75th Anniversary of the Nuremberg Trials: An Appraisal of Ad-hocery

Last Friday, 20 November 2020, marked the 75th anniversary of the Nuremberg trials. What should have been a historic event achieving reckoning for the victims of the atrocities of II World War (WW2) remains besmirched by accusations of victors’ justice, with a former US Chief Justice calling it a “high-grade lynching party” (Mason, p. 716). The political retributivist desires of the victors of WW2 gave rise to certain legal features in the creation of the International Military Tribunal (IMT), namely retroactivity, victor judges, and command responsibility.

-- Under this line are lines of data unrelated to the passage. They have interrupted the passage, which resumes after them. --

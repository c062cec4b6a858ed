//! Line splitter for the space, tab and pipe separated file format.
//!
//! The splitter only knows about cells; assigning token types is the job of
//! the parser, which needs section context to do it.

const CELL_SPACE: u8 = 1 << 0;
const CELL_TAB: u8 = 1 << 1;

const fn build_space_class() -> [u8; 128] {
    let mut table = [0u8; 128];
    table[b' ' as usize] = CELL_SPACE;
    table[b'\t' as usize] = CELL_TAB;
    table[0x0B] = CELL_SPACE;
    table[0x0C] = CELL_SPACE;
    table
}

const SPACE_CLASS: [u8; 128] = build_space_class();

#[inline]
fn space_flags(c: char) -> u8 {
    if c.is_ascii() {
        SPACE_CLASS[c as usize]
    } else if c == '\u{a0}' {
        CELL_SPACE
    } else {
        0
    }
}

#[inline]
fn is_space(c: char) -> bool {
    space_flags(c) != 0
}

/// A single data cell with its UTF-32 column span.
#[derive(Debug, Clone, PartialEq, Eq)]
pub struct Cell {
    pub value: String,
    pub col: u32,
    pub end_col: u32,
}

impl Cell {
    fn from_chars(chars: &[char], start: usize, end: usize) -> Self {
        Self {
            value: chars[start..end].iter().collect(),
            col: start as u32,
            end_col: end as u32,
        }
    }
}

/// One physical line split into cells.
#[derive(Debug, Clone, PartialEq, Eq)]
pub struct Line {
    /// One-based line number.
    pub lineno: u32,
    /// The line starts with a separator, i.e. its first cell is empty.
    pub indented: bool,
    pub cells: Vec<Cell>,
    /// Trailing `#` comment, if any.
    pub comment: Option<Cell>,
}

impl Line {
    pub fn is_empty(&self) -> bool {
        self.cells.is_empty() && self.comment.is_none()
    }

    /// `...` in the first data cell continues the previous statement.
    pub fn is_continuation(&self) -> bool {
        self.cells.first().map(|c| c.value == "...").unwrap_or(false)
    }
}

/// Split the whole text into lines of cells. Both `\n` and `\r\n` are accepted.
pub fn split_lines(text: &str) -> Vec<Line> {
    text.split('\n')
        .enumerate()
        .map(|(idx, raw)| {
            let raw = raw.strip_suffix('\r').unwrap_or(raw);
            split_line(raw, idx as u32 + 1)
        })
        .collect()
}

fn split_line(raw: &str, lineno: u32) -> Line {
    let chars: Vec<char> = raw.chars().collect();
    let (indented, mut cells) = if is_pipe_line(&chars) {
        split_pipe_cells(&chars)
    } else {
        split_space_cells(&chars)
    };

    let mut comment = None;
    if let Some(idx) = cells.iter().position(|c| c.value.starts_with('#')) {
        let first = &cells[idx];
        let end = trimmed_end(&chars);
        comment = Some(Cell::from_chars(&chars, first.col as usize, end.max(first.end_col as usize)));
        cells.truncate(idx);
    }

    Line {
        lineno,
        indented,
        cells,
        comment,
    }
}

fn trimmed_end(chars: &[char]) -> usize {
    let mut end = chars.len();
    while end > 0 && is_space(chars[end - 1]) {
        end -= 1;
    }
    end
}

fn is_pipe_line(chars: &[char]) -> bool {
    match chars {
        ['|'] => true,
        ['|', next, ..] => is_space(*next),
        _ => false,
    }
}

fn split_space_cells(chars: &[char]) -> (bool, Vec<Cell>) {
    let len = trimmed_end(chars);
    let indented = len > 0 && is_space(chars[0]);
    let mut cells = Vec::new();
    let mut i = 0usize;
    let mut cell_start: Option<usize> = None;

    while i < len {
        let c = chars[i];
        let is_separator = if space_flags(c) & CELL_TAB != 0 {
            true
        } else if is_space(c) {
            // A single space belongs to the cell, two or more separate.
            cell_start.is_none() || (i + 1 < len && is_space(chars[i + 1]))
        } else {
            false
        };

        if is_separator {
            if let Some(start) = cell_start.take() {
                cells.push(Cell::from_chars(chars, start, i));
            }
            while i < len && is_space(chars[i]) {
                i += 1;
            }
            continue;
        }
        if cell_start.is_none() {
            cell_start = Some(i);
        }
        i += 1;
    }
    if let Some(start) = cell_start {
        cells.push(Cell::from_chars(chars, start, len));
    }
    (indented, cells)
}

fn split_pipe_cells(chars: &[char]) -> (bool, Vec<Cell>) {
    let len = trimmed_end(chars);
    let mut boundaries = Vec::new();
    for i in 0..len {
        if chars[i] == '|' {
            let before = i == 0 || is_space(chars[i - 1]);
            let after = i + 1 >= len || is_space(chars[i + 1]);
            if before && after {
                boundaries.push(i);
            }
        }
    }

    let mut cells = Vec::new();
    for (n, &pipe) in boundaries.iter().enumerate() {
        let seg_start = pipe + 1;
        let seg_end = boundaries.get(n + 1).copied().unwrap_or(len);
        let mut s = seg_start;
        let mut e = seg_end;
        while s < e && is_space(chars[s]) {
            s += 1;
        }
        while e > s && is_space(chars[e - 1]) {
            e -= 1;
        }
        cells.push(Cell::from_chars(chars, s, e));
    }

    // Trailing pipe leaves an empty last segment.
    if boundaries.last().map(|&b| b + 1 >= len).unwrap_or(false) {
        cells.pop();
    }
    let indented = cells.first().map(|c| c.value.is_empty()).unwrap_or(false);
    if indented {
        cells.remove(0);
    }
    (indented, cells)
}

Underpinning and permitting these legal features was the ad-hoc nature of the tribunal’s creation, as orchestrated by the victors of war.

War and Retribution

The early 20th century was a turning point in international law thinking, pivoting towards a rules-based global legal order upholding universal standards. This mirrored the post-WW1 Paris Peace Conference debate over judicial or political punishment, with countries that had suffered heavier losses calling for the former, whilst others (most notably the US) demanded the latter. The irony was that calls for juridification were largely driven by domestic political sentiments, and the trials were likewise eventually thwarted by political interests relating to the Weimar Republic’s stability. Ever since its inception, international criminal law (ICL) never seemed fully able to escape politicisation.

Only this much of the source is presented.